On Fri, Jun 12, 2020 at 1:05 AM Jerome Forissier via llvm-dev < llvm-dev@lists.llvm.org> wrote:
On 6/11/20 11:25 PM, James Y Knight wrote:
The global constructor was removed by setting the initial value of "val"
to
1 instead of 0. So, the behavior of this program is preserved. Doesn't
look
like erroneous behavior.
OK, my example is too simplified indeed. Please consider the following instead:
int val;
static void __attribute__((constructor)) init_fn(void) { val++; }
int main(int argc, char *argv[]) { return val; }
With this, clang -Os -fno-common generates a global variable initialized to 1 and discards init_fn().
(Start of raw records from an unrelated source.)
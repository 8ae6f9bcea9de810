//! The render graph describes a frame as an ordered list of passes and the resources they touch.
//!
//! Resources are declared once as [`LogicalResource`](resource::LogicalResource)s and referenced through stable
//! [`ResourceId`](resource::ResourceId) handles. Every pass declares how it touches each resource it uses: as a
//! render target, sampled, as storage, or initialized by transfer commands. From this, the graph derives everything
//! else:
//!
//! * Which usage flags each physical image or buffer needs, see [`physical_resource`].
//! * Which barriers go before each pass, including layout transitions, see [`hazard`].
//! * Which passes run in a frame, driven by named variables and per-pass switches, see [`state`].
//!
//! Passes execute in the order they were added. The graph never reorders work, it only decides where to wait.
//!
//! Through the [`GraphViz`](viz::GraphViz) trait, it's possible to export a graphviz-compatible dot file showing the
//! passes and the barriers between them.

pub mod access;
pub mod hazard;
pub mod pass;
pub mod physical_resource;
pub mod registry;
pub mod resource;
pub mod state;
pub mod viz;
//! Re-exports of the most commonly used types.

pub use ash::vk;

pub use crate::backend::headless::HeadlessBackend;
pub use crate::backend::vulkan::VulkanBackend;
pub use crate::backend::{Backend, MemoryType, SurfaceImage};
pub use crate::core::error::Error;
pub use crate::core::settings::{GraphSettings, GraphSettingsBuilder};
pub use crate::descriptor::layout::{BindingSetLayout, BindingSlot};
pub use crate::descriptor::manager::{BindingSetManager, Phase, SetMode};
pub use crate::descriptor::write::{BindingResource, BindingWrite};
pub use crate::frame::command::{Command, CommandList};
pub use crate::frame::context::{CompileContext, PassContext};
pub use crate::frame::driver::RenderGraph;
pub use crate::frame::lifecycle::PassLifecycle;
pub use crate::graph::access::AccessState;
pub use crate::graph::hazard::{BarrierPlan, BarrierSource, PlannedBarrier};
pub use crate::graph::pass::{
    ClearColor, ClearDepthStencil, EmptyPassExecutor, Pass, PassBuilder, PassExecutor, PassId, PassKind,
};
pub use crate::graph::registry::ResourceRegistry;
pub use crate::graph::resource::{
    AccessKind, BufferDesc, BufferSize, ImageExtent, ResourceFlags, ResourceId, ResourceType, TextureDesc,
};
pub use crate::graph::state::{Condition, GraphState};
pub use crate::graph::viz::GraphViz;
//! The resource registry owns every logical resource of a graph, together with its touch list.
//!
//! Resources live in an arena and are referenced by [`ResourceId`] everywhere else. Nothing is ever removed, so
//! handles stay valid for the lifetime of the registry. Touch lists only grow while passes are added; after that
//! they are read-only, and passes are filtered out at synthesis time instead of removed.

use std::collections::HashMap;

use anyhow::Result;

use crate::graph::pass::PassId;
use crate::graph::resource::{
    AccessKind, BufferDesc, LogicalResource, ResourceDesc, ResourceFlags, ResourceId, TextureDesc, Touch,
};
use crate::Error;

/// Arena of logical resources.
#[derive(Debug, Default)]
pub struct ResourceRegistry {
    resources: Vec<LogicalResource>,
    names: HashMap<String, ResourceId>,
}

impl ResourceRegistry {
    /// Create an empty registry.
    pub fn new() -> Self {
        Self::default()
    }

    fn declare(&mut self, name: String, desc: ResourceDesc, flags: ResourceFlags) -> ResourceId {
        let id = ResourceId(self.resources.len());
        if self.names.insert(name.clone(), id).is_some() {
            warn!("Resource `{name}` was declared more than once. Lookups by name now return the newest declaration.");
        }
        self.resources.push(LogicalResource {
            name,
            desc,
            flags,
            touches: vec![],
        });
        id
    }

    /// Declare a new texture. Declaring a name twice creates two distinct resources.
    pub fn declare_texture(&mut self, name: impl Into<String>, desc: TextureDesc, flags: ResourceFlags) -> ResourceId {
        self.declare(name.into(), ResourceDesc::Texture(desc), flags)
    }

    /// Declare a new buffer. Declaring a name twice creates two distinct resources.
    pub fn declare_buffer(&mut self, name: impl Into<String>, desc: BufferDesc, flags: ResourceFlags) -> ResourceId {
        self.declare(name.into(), ResourceDesc::Buffer(desc), flags)
    }

    /// Append a touch to the touch list of a resource.
    /// # Errors
    /// * Fails if the resource does not exist.
    pub fn record_access(&mut self, resource: ResourceId, pass: PassId, access: AccessKind) -> Result<()> {
        let logical = self
            .resources
            .get_mut(resource.0)
            .ok_or_else(|| Error::UnknownResource(format!("#{}", resource.0)))?;
        logical.touches.push(Touch {
            pass,
            access,
        });
        Ok(())
    }

    /// Get a resource by handle.
    pub fn get(&self, resource: ResourceId) -> Result<&LogicalResource> {
        self.resources
            .get(resource.0)
            .ok_or_else(|| Error::UnknownResource(format!("#{}", resource.0)).into())
    }

    /// Look up the newest resource declared with this name.
    pub fn lookup(&self, name: &str) -> Option<ResourceId> {
        self.names.get(name).copied()
    }

    /// Iterate over all resources in declaration order.
    pub fn iter(&self) -> impl Iterator<Item = (ResourceId, &LogicalResource)> {
        self.resources
            .iter()
            .enumerate()
            .map(|(index, resource)| (ResourceId(index), resource))
    }

    /// Number of declared resources.
    pub fn len(&self) -> usize {
        self.resources.len()
    }

    /// Whether no resources were declared.
    pub fn is_empty(&self) -> bool {
        self.resources.is_empty()
    }
}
Now, what happens if the executable is later linked against a shared library which has its own constructor and sets "val" to some non-zero value? I mean this for instance:
extern int val;
static void __attribute__((constructor)) so_init_fn(void) { val = 1; }
I would expect the main program to return 2, not 1.
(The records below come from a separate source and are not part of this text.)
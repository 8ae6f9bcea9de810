//! Logical resources tracked by the graph, and the ways passes can touch them.

use ash::vk;

use crate::graph::pass::PassId;

/// Type of a resource in the render graph.
#[derive(Debug, Default, Copy, Clone, Hash, PartialEq, Eq)]
pub enum ResourceType {
    /// Image resource
    #[default]
    Image,
    /// Buffer resource
    Buffer,
}

/// Stable handle to a logical resource. This is an index into the graph's resource arena, so it stays valid for
/// the lifetime of the graph that returned it.
#[derive(Debug, Copy, Clone, Hash, PartialEq, Eq, PartialOrd, Ord)]
pub struct ResourceId(pub(crate) usize);

impl ResourceId {
    /// Index of this resource in the arena.
    pub fn index(&self) -> usize {
        self.0
    }
}

/// Size of an image. Either a fixed size, or a size relative to the output surface.
#[derive(Debug, Copy, Clone, PartialEq)]
pub enum ImageExtent {
    /// Fixed size in pixels.
    Absolute {
        /// Width in pixels
        width: u32,
        /// Height in pixels
        height: u32,
        /// Depth in pixels, 1 for 2D images.
        depth: u32,
    },
    /// Size is the output surface size multiplied by a scale factor.
    SurfaceRelative {
        /// Horizontal scale factor
        scale_x: f32,
        /// Vertical scale factor
        scale_y: f32,
    },
}

impl ImageExtent {
    /// Image with the exact size of the output surface.
    pub fn surface() -> Self {
        ImageExtent::SurfaceRelative {
            scale_x: 1.0,
            scale_y: 1.0,
        }
    }

    /// Image with a fixed 2D size.
    pub fn absolute_2d(width: u32, height: u32) -> Self {
        ImageExtent::Absolute {
            width,
            height,
            depth: 1,
        }
    }

    /// Whether this extent depends on the output surface size.
    pub fn is_surface_relative(&self) -> bool {
        matches!(self, ImageExtent::SurfaceRelative { .. })
    }

    /// Resolve this extent against a surface size. Relative sizes are rounded down, but never become zero.
    pub fn resolve(&self, surface: vk::Extent2D) -> (u32, u32, u32) {
        match *self {
            ImageExtent::Absolute {
                width,
                height,
                depth,
            } => (width, height, depth),
            ImageExtent::SurfaceRelative {
                scale_x,
                scale_y,
            } => (
                ((surface.width as f32 * scale_x) as u32).max(1),
                ((surface.height as f32 * scale_y) as u32).max(1),
                1,
            ),
        }
    }
}

/// Size of a buffer. Either a fixed byte size, or a number of bytes per output surface pixel.
#[derive(Debug, Copy, Clone, PartialEq)]
pub enum BufferSize {
    /// Fixed size in bytes.
    Absolute(vk::DeviceSize),
    /// `stride` bytes for every pixel of the (scaled) output surface.
    PerPixel {
        /// Bytes per pixel
        stride: vk::DeviceSize,
        /// Scale factor applied to both surface dimensions.
        scale: f32,
    },
}

impl BufferSize {
    /// Whether this size depends on the output surface size.
    pub fn is_surface_relative(&self) -> bool {
        matches!(self, BufferSize::PerPixel { .. })
    }

    /// Resolve this size against a surface size.
    pub fn resolve(&self, surface: vk::Extent2D) -> vk::DeviceSize {
        match *self {
            BufferSize::Absolute(size) => size,
            BufferSize::PerPixel {
                stride,
                scale,
            } => {
                let width = ((surface.width as f32 * scale) as u64).max(1);
                let height = ((surface.height as f32 * scale) as u64).max(1);
                width * height * stride
            }
        }
    }
}

/// Lifetime flags of a resource.
///
/// A resource is backed by one physical allocation per frame in flight only if it is not persistent and allows
/// overlap. Persistent resources are never multiplied, even if overlap is allowed, since their content must survive
/// into the next frame.
#[derive(Debug, Default, Copy, Clone, Hash, PartialEq, Eq)]
pub struct ResourceFlags {
    /// Content must survive across frames.
    pub persistent: bool,
    /// Frames in flight may each get their own copy instead of being synchronized against each other.
    pub allow_in_flight_overlap: bool,
}

impl ResourceFlags {
    /// Transient resource, synchronized across frames.
    pub fn transient() -> Self {
        Self::default()
    }

    /// Resource whose content survives into the next frame.
    pub fn persistent() -> Self {
        Self {
            persistent: true,
            allow_in_flight_overlap: false,
        }
    }

    /// Transient resource with one copy per frame in flight.
    pub fn in_flight() -> Self {
        Self {
            persistent: false,
            allow_in_flight_overlap: true,
        }
    }

    /// Whether the resource gets one allocation per frame in flight.
    pub fn is_multiplied(&self) -> bool {
        !self.persistent && self.allow_in_flight_overlap
    }
}

/// Describes a texture resource.
#[derive(Debug, Copy, Clone, PartialEq)]
pub struct TextureDesc {
    /// Pixel format
    pub format: vk::Format,
    /// Size of the texture
    pub extent: ImageExtent,
    /// Number of mip levels. Textures that are sampled with mipmaps need more than one.
    pub mip_levels: u32,
    /// Number of array layers.
    pub layers: u32,
    /// MSAA samples
    pub samples: vk::SampleCountFlags,
    /// Usage flags on top of the ones inferred from the way passes touch the texture.
    pub extra_usage: vk::ImageUsageFlags,
}

impl TextureDesc {
    /// Single-layer, single-mip 2D texture.
    pub fn new(format: vk::Format, extent: ImageExtent) -> Self {
        Self {
            format,
            extent,
            mip_levels: 1,
            layers: 1,
            samples: vk::SampleCountFlags::TYPE_1,
            extra_usage: vk::ImageUsageFlags::empty(),
        }
    }

    /// Set the number of mip levels.
    pub fn mip_levels(mut self, levels: u32) -> Self {
        self.mip_levels = levels.max(1);
        self
    }

    /// Set the number of array layers.
    pub fn layers(mut self, layers: u32) -> Self {
        self.layers = layers.max(1);
        self
    }

    /// Add usage flags that can not be inferred from the graph.
    pub fn usage(mut self, usage: vk::ImageUsageFlags) -> Self {
        self.extra_usage |= usage;
        self
    }
}

/// Describes a buffer resource.
#[derive(Debug, Copy, Clone, PartialEq)]
pub struct BufferDesc {
    /// Size of the buffer
    pub size: BufferSize,
    /// Usage flags on top of the ones inferred from the way passes touch the buffer.
    pub extra_usage: vk::BufferUsageFlags,
    /// Where the buffer memory should live.
    pub memory: crate::MemoryType,
}

impl BufferDesc {
    /// GPU-only buffer of the given size.
    pub fn new(size: BufferSize) -> Self {
        Self {
            size,
            extra_usage: vk::BufferUsageFlags::empty(),
            memory: crate::MemoryType::GpuOnly,
        }
    }

    /// Add usage flags that can not be inferred from the graph.
    pub fn usage(mut self, usage: vk::BufferUsageFlags) -> Self {
        self.extra_usage |= usage;
        self
    }

    /// Set the memory type of the buffer.
    pub fn memory(mut self, memory: crate::MemoryType) -> Self {
        self.memory = memory;
        self
    }
}

/// Texture or buffer description.
#[derive(Debug, Copy, Clone, PartialEq)]
pub enum ResourceDesc {
    /// Texture resource
    Texture(TextureDesc),
    /// Buffer resource
    Buffer(BufferDesc),
}

impl ResourceDesc {
    /// Get the resource type of this description
    pub fn resource_type(&self) -> ResourceType {
        match self {
            ResourceDesc::Texture(_) => ResourceType::Image,
            ResourceDesc::Buffer(_) => ResourceType::Buffer,
        }
    }

    /// Whether the physical size of this resource depends on the output surface.
    pub fn is_surface_relative(&self) -> bool {
        match self {
            ResourceDesc::Texture(texture) => texture.extent.is_surface_relative(),
            ResourceDesc::Buffer(buffer) => buffer.size.is_surface_relative(),
        }
    }

    /// Image format, `None` for buffers.
    pub fn format(&self) -> Option<vk::Format> {
        match self {
            ResourceDesc::Texture(texture) => Some(texture.format),
            ResourceDesc::Buffer(_) => None,
        }
    }
}

/// The way a pass touches a resource. This carries no resource identity, it is always paired with a pass in a
/// [`Touch`].
#[derive(Debug, Copy, Clone, PartialEq, Eq, Hash)]
pub enum AccessKind {
    /// The pass initializes the resource contents with transfer commands (clear, upload).
    Init,
    /// Read-only storage access.
    Read,
    /// Storage write. Read-write access is also declared as a write.
    Write,
    /// Sampled read. If `needs_mipmap` is set, the mip chain is regenerated from level 0 right before the pass.
    Sample {
        /// Whether mips need to be generated before sampling.
        needs_mipmap: bool,
    },
    /// Rendered into as a color or depth attachment.
    RenderTarget {
        /// What happens to the attachment contents when the pass starts.
        load_op: vk::AttachmentLoadOp,
        /// What happens to the attachment contents when the pass ends.
        store_op: vk::AttachmentStoreOp,
    },
}

impl AccessKind {
    /// Plain sample without mip generation.
    pub const SAMPLE: AccessKind = AccessKind::Sample {
        needs_mipmap: false,
    };

    /// Human-readable name, used in errors and debug output.
    pub fn name(&self) -> &'static str {
        match self {
            AccessKind::Init => "init",
            AccessKind::Read => "read",
            AccessKind::Write => "write",
            AccessKind::Sample {
                ..
            } => "sample",
            AccessKind::RenderTarget {
                ..
            } => "render target",
        }
    }

    /// Whether this access modifies the resource contents.
    pub fn is_write(&self) -> bool {
        match self {
            AccessKind::Init => true,
            AccessKind::Read => false,
            AccessKind::Write => true,
            AccessKind::Sample {
                needs_mipmap,
            } => *needs_mipmap,
            AccessKind::RenderTarget {
                ..
            } => true,
        }
    }

    /// Whether the pass needs an image view of the resource for this access.
    pub fn needs_view(&self) -> bool {
        !matches!(self, AccessKind::Init)
    }
}

/// A single `(pass, access)` event recorded against a resource at graph construction time.
#[derive(Debug, Copy, Clone, PartialEq, Eq)]
pub struct Touch {
    /// The pass touching the resource
    pub pass: PassId,
    /// How the pass touches it
    pub access: AccessKind,
}

/// A logical resource: an image or buffer tracked over the graph's lifetime, independent of how many physical
/// allocations back it.
#[derive(Debug, Clone)]
pub struct LogicalResource {
    pub(crate) name: String,
    pub(crate) desc: ResourceDesc,
    pub(crate) flags: ResourceFlags,
    pub(crate) touches: Vec<Touch>,
}

impl LogicalResource {
    /// Get the resource name
    pub fn name(&self) -> &str {
        &self.name
    }

    /// Get the resource description
    pub fn desc(&self) -> &ResourceDesc {
        &self.desc
    }

    /// Get the lifetime flags
    pub fn flags(&self) -> ResourceFlags {
        self.flags
    }

    /// Get the resource type
    pub fn resource_type(&self) -> ResourceType {
        self.desc.resource_type()
    }

    /// All touches in declaration order, including those of disabled passes.
    pub fn touches(&self) -> &[Touch] {
        &self.touches
    }

    /// Whether this resource gets one allocation per frame in flight.
    pub fn is_multiplied(&self) -> bool {
        self.flags.is_multiplied()
    }
}

/// Infer the image aspect from a format.
pub fn image_aspect(format: vk::Format) -> vk::ImageAspectFlags {
    match format {
        vk::Format::D16_UNORM | vk::Format::D32_SFLOAT | vk::Format::X8_D24_UNORM_PACK32 => {
            vk::ImageAspectFlags::DEPTH
        }
        vk::Format::S8_UINT => vk::ImageAspectFlags::STENCIL,
        vk::Format::D16_UNORM_S8_UINT | vk::Format::D24_UNORM_S8_UINT | vk::Format::D32_SFLOAT_S8_UINT => {
            vk::ImageAspectFlags::DEPTH | vk::ImageAspectFlags::STENCIL
        }
        _ => vk::ImageAspectFlags::COLOR,
    }
}

/// Whether the format is a depth and/or stencil format.
pub fn is_depth_format(format: vk::Format) -> bool {
    !image_aspect(format).contains(vk::ImageAspectFlags::COLOR)
}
It seems to me that there is no ordering guarantee that your so_init_fn() would run before init_fn(), isn't this a case of "static initialization order fiasco"? https://www.google.com/search?client=safari&rls=en&q=static+initialization+order+fiasco&ie=UTF-8&oe=UTF-8
Last thing, if I define "val" as volatile, the programs behaves as expected.
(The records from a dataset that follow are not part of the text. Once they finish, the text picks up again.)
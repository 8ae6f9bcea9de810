//! Various utilities

pub mod deferred_delete;
pub mod to_vk;
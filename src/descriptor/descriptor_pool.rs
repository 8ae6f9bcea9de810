//! Sizing of binding set pools. Every layout gets pools sized exactly for the sets allocated from them, so they
//! never need to grow.

use std::collections::BTreeMap;
use std::fmt::{Display, Formatter};

use ash::vk;

use crate::descriptor::layout::BindingSetLayout;

/// Defines how many descriptors and sets a binding set pool should be able to hold.
#[derive(Debug, Clone, PartialEq, Eq)]
pub struct BindingPoolSize {
    /// Number of descriptors per descriptor type, sorted by type
    pub sizes: Vec<(vk::DescriptorType, u32)>,
    /// Maximum number of sets allocated from the pool
    pub max_sets: u32,
}

impl BindingPoolSize {
    /// Size of a pool holding `sets` sets of `layout`. Every slot contributes its descriptor count once per set.
    pub fn for_layout(layout: &BindingSetLayout, sets: u32) -> Self {
        let mut sizes = BTreeMap::new();
        for slot in layout.slots() {
            *sizes.entry(slot.ty.as_raw()).or_insert(0) += slot.count * sets;
        }
        Self {
            sizes: sizes
                .into_iter()
                .map(|(ty, count)| (vk::DescriptorType::from_raw(ty), count))
                .collect(),
            max_sets: sets,
        }
    }

    /// Descriptor count for one type, zero if the pool holds none of it.
    pub fn count(&self, ty: vk::DescriptorType) -> u32 {
        self.sizes
            .iter()
            .find(|(t, _)| *t == ty)
            .map(|(_, count)| *count)
            .unwrap_or(0)
    }

    /// The pool sizes as Vulkan structs.
    pub fn to_vk(&self) -> Vec<vk::DescriptorPoolSize> {
        self.sizes
            .iter()
            .map(|(ty, count)| vk::DescriptorPoolSize {
                ty: *ty,
                descriptor_count: *count,
            })
            .collect()
    }
}

impl Display for BindingPoolSize {
    fn fmt(&self, f: &mut Formatter<'_>) -> std::fmt::Result {
        let mut result = writeln!(f, "BindingPoolSize ({} sets)", self.max_sets);
        for (ty, size) in &self.sizes {
            result = result.and_then(|_| writeln!(f, "{ty:?} => {size}"))
        }
        result
    }
}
Are we in "unspecified, just don't do this" territory here?
Thanks,
Jerome
On Thu, Jun 11, 2020 at 10:12 AM Jerome Forissier via llvm-dev < llvm-dev@lists.llvm.org> wrote:
Hi,
I think that Clang erroneously discards a function annotated with __attribute__((constructor)) when flags -Os -fno-common are given. Test case below.
What do you think?
Thanks.
----8<--------8<--------8<--------8<--------8<--------8<-------- $ cat ctor.c int val;
static void __attribute__((constructor)) init_fn(void) { val = 1; }
int main(int argc, char *argv[]) { return val; } ----8<--------8<--------8<--------8<--------8<--------8<--------
Here is what I observed:
- Clang (10.0.0-4ubuntu1) with -Os -fno-common: function init_fn() is
NOT emitted,
- Clang (10.0.0-4ubuntu1) with no flag, or only -Os or -fno-common:
init_fn() is present as expected,
- GCC (Ubuntu 9.3.0-10ubuntu1) with the same flags: init_fn() is present
too,
- Since https://reviews.llvm.org/D75056, -fno-common is the default and
therefore -Os is enough to cause the issue.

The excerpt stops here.